Investigators assessed physiological changes after exercise in 25 persons with Long-COVID and in 21 healthy controls who had recovered from COVID without sequelae, in a longitudinal case control study.2 Through blood samples and skeletal muscle biopsies before and after maximal exercise, they sought to distinguish pathophysiologic processes of the post-exertional malaise from exercise-related physiologic changes in those without ongoing symptoms.
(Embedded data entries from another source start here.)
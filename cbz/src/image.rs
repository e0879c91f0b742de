use std::{
    fmt::Display,
    io::{Cursor, Read},
};

use bytes::Bytes;
use camino::Utf8Path;
use image::{
    codecs::avif::AvifEncoder, io::Reader as ImageReader, ColorType, DynamicImage, ImageEncoder,
    ImageFormat,
};
use tracing::debug;

use crate::{Error, Result};

/// Extension given to every transcoded page
pub static TARGET_EXTENSION: &str = "avif";

#[derive(Debug, Clone, Copy, Default, PartialEq, Eq)]
pub enum ChromaSubsampling {
    #[default]
    Yuv444,
    Yuv420,
}

impl Display for ChromaSubsampling {
    fn fmt(&self, f: &mut std::fmt::Formatter<'_>) -> std::fmt::Result {
        write!(
            f,
            "{}",
            match self {
                Self::Yuv444 => "4:4:4",
                Self::Yuv420 => "4:2:0",
            }
        )
    }
}

/// Encoding options shared by every page of a run.
///
/// `effort` goes from 0 (fastest) to 9 (smallest output), `quality` from 1 to 100.
/// When `lossless` is set `quality` is ignored.
#[derive(Debug, Clone, Copy, PartialEq, Eq)]
pub struct CodecOptions {
    pub chroma_subsampling: ChromaSubsampling,
    pub effort: u8,
    pub lossless: bool,
    pub quality: u8,
}

impl Default for CodecOptions {
    fn default() -> Self {
        Self {
            chroma_subsampling: ChromaSubsampling::Yuv444,
            effort: 4,
            lossless: false,
            quality: 70,
        }
    }
}

impl CodecOptions {
    pub const MAX_EFFORT: u8 = 9;

    /// The encoder counts speed the other way around, from 1 (slowest) to 10
    fn encoder_speed(&self) -> u8 {
        10u8.saturating_sub(self.effort).clamp(1, 10)
    }

    fn encoder_quality(&self) -> u8 {
        if self.lossless {
            100
        } else {
            self.quality
        }
    }

    fn validate(&self) -> Result<()> {
        if self.chroma_subsampling != ChromaSubsampling::Yuv444 {
            return Err(Error::UnsupportedCodecOptions(format!(
                "chroma subsampling {} is not supported, only 4:4:4 is",
                self.chroma_subsampling
            )));
        }
        if self.effort > Self::MAX_EFFORT {
            return Err(Error::UnsupportedCodecOptions(format!(
                "effort must be between 0 and {}, got {}",
                Self::MAX_EFFORT,
                self.effort
            )));
        }
        if !(1..=100).contains(&self.quality) {
            return Err(Error::UnsupportedCodecOptions(format!(
                "quality must be between 1 and 100, got {}",
                self.quality
            )));
        }

        Ok(())
    }
}

#[derive(Debug, PartialEq)]
pub struct Image {
    dynamic_image: DynamicImage,
    format: Option<ImageFormat>,
}

impl Image {
    /// ## Errors
    ///
    /// Fails if the image format can't be guessed or the image can't be decoded
    pub fn from_bytes(bytes: &[u8]) -> Result<Self> {
        let reader = ImageReader::new(Cursor::new(bytes)).with_guessed_format()?;
        let format = reader.format();
        Ok(Self {
            dynamic_image: reader.decode().map_err(Error::Decode)?,
            format,
        })
    }

    #[must_use]
    pub fn format(&self) -> Option<ImageFormat> {
        self.format
    }

    #[must_use]
    pub fn dimensions(&self) -> (u32, u32) {
        (self.dynamic_image.width(), self.dynamic_image.height())
    }

    /// Encodes the image as avif
    ///
    /// ## Errors
    ///
    /// Fails if the encoder rejects the image
    pub fn to_avif(&self, options: &CodecOptions) -> Result<Bytes> {
        let mut out = Vec::new();
        let encoder = AvifEncoder::new_with_speed_quality(
            &mut out,
            options.encoder_speed(),
            options.encoder_quality(),
        );

        let res = if self.dynamic_image.color().has_alpha() {
            let rgba = self.dynamic_image.to_rgba8();
            encoder.write_image(rgba.as_raw(), rgba.width(), rgba.height(), ColorType::Rgba8)
        } else {
            let rgb = self.dynamic_image.to_rgb8();
            encoder.write_image(rgb.as_raw(), rgb.width(), rgb.height(), ColorType::Rgb8)
        };
        res.map_err(Error::Encode)?;

        Ok(out.into())
    }
}

/// Decodes any common raster image and re-encodes it as avif.
///
/// Holds no mutable state, a single transcoder can be shared between threads.
#[derive(Debug, Clone)]
pub struct AvifTranscoder {
    options: CodecOptions,
}

impl AvifTranscoder {
    /// ## Errors
    ///
    /// Fails if the options can't be honored by the encoder
    pub fn new(options: CodecOptions) -> Result<Self> {
        options.validate()?;

        Ok(Self { options })
    }

    #[must_use]
    pub fn options(&self) -> &CodecOptions {
        &self.options
    }

    /// Consumes `reader` entirely and returns the avif encoded image
    ///
    /// ## Errors
    ///
    /// Fails if the reader fails, if the content isn't a known image format, or if encoding fails
    pub fn transform(&self, mut reader: impl Read) -> Result<Bytes> {
        let mut buf = Vec::new();
        reader.read_to_end(&mut buf)?;

        let image = Image::from_bytes(&buf)?;
        let (width, height) = image.dimensions();
        let options = self.options();
        let encoded = image.to_avif(options)?;
        debug!(
            "transcoded {:?} image {width}x{height} ({} bytes) to avif ({} bytes), quality {} effort {}",
            image.format(),
            buf.len(),
            encoded.len(),
            options.encoder_quality(),
            options.effort
        );

        Ok(encoded)
    }
}

/// Replaces the extension of `name` (if any) with the avif one, keeping its parent directories
#[must_use]
pub fn to_target_file_name(name: &str) -> String {
    Utf8Path::new(name)
        .with_extension(TARGET_EXTENSION)
        .into_string()
}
"We show that skeletal muscle structure is associated with a lower exercise capacity in patients and that local and systemic metabolic disturbances, severe exercise-induced myopathy and tissue infiltration of amyloid-deposits in skeletal muscles of patients with Long COVID worsen after induction of post-exertional malaise," declare lead author Brent Appleman, MD, PhD, Amsterdam UMC Location University of Amsterdam, Center for Experimental and Molecular Medicine, Amsterdam, the Netherlands, and colleagues.

All participants underwent cardiopulmonary exercise on a cycle ergometer, and those with long COVID demonstrated substantially lower maximal oxygen intake (VO2max) and peak power output, albeit with inter-patient heterogeneity. Post-exertion malaise was experienced by all those with Long COVID, with such symptoms as muscle pain, greater severity of fatigue and cognitive symptoms up to 7 days after the maximal exercise test.
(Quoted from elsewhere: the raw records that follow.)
#![deny(clippy::all)]
#![deny(clippy::pedantic)]

pub use crate::{
    convert::{default_output_path, Config, Convert, LogLevel},
    errors::{Error, Result},
    transform::{default_max_parallel, BulkTransform, Event},
};

pub mod convert;
pub mod errors;
pub mod transform;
The cardiovascular system was not found to be compromised, however, suggesting other processes underlying the results. From the muscle biopsies, the investigators found a high proportion of highly-fatigable glycolytic fibers and lower mitochondrial function in those with long COVID.

Mitochondrial respiration and metabolomic signatures from the biopsies and blood samples revealed, among other findings, that the tricarboxylic acid (TCA) cycle metabolites were lower in skeletal muscle and blood in those with long COVID. Succinate dehydrogenase (SDH) activity, a marker for mitochondrial content correlated with VO2max in healthy controls but not in those with Long COVID.

What You Need to Know

The study reveals a connection between post-exertional malaise in long COVID patients and skeletal muscle myopathy.

Post-exertional malaise in long COVID is not merely soreness but can be completely debilitating for days to weeks.

Long COVID patients demonstrated lower exercise capacity, maximal oxygen intake (VO2max), and peak power output compared to healthy controls

The investigators suggest that the combination of a reduced maximal mitochondrial respiration and decreased mitochondrial content are part of the pathophysiology of post-exertional malaise.

"The mitochondria are operating at a severely reduced capacity compared to healthy people," Chariton commented in the NPR interview.

The investigators found greater concentrations of amyloid-containing deposits in the skeletal muscle of those with long COVID at baseline, although these increased in both groups in response to the exercise test.The deposits were not found to block local perfusion, as has been postulated, and so were not linked to local tissue hypoxia.

"The underlying reason for the increased intramuscular accumulation of amyloid-containing deposits during post-exertional malaise remains elusive," the investigators observe.

Appleman and colleagues note that theirs is an observational study, and so does not establish causality.They also point out, however, that "this is the first study providing evidence of severe tissue damage upon acute exercise in long COVID patients."


1. Stone W. A discovery in the muscles of Long COVID patients may explain exercise troubles. National Public Radio, January 13, 2004. Accessed January 13, 2024.

2.Appelman B, Charlton BT, Goulding RP, et al. Muscle abnormalities worsen after post-exertional malaise in long COVID. Nat Commun 2024; 15:17. Published online Jan 4.doi: Accessed January 13, 2024.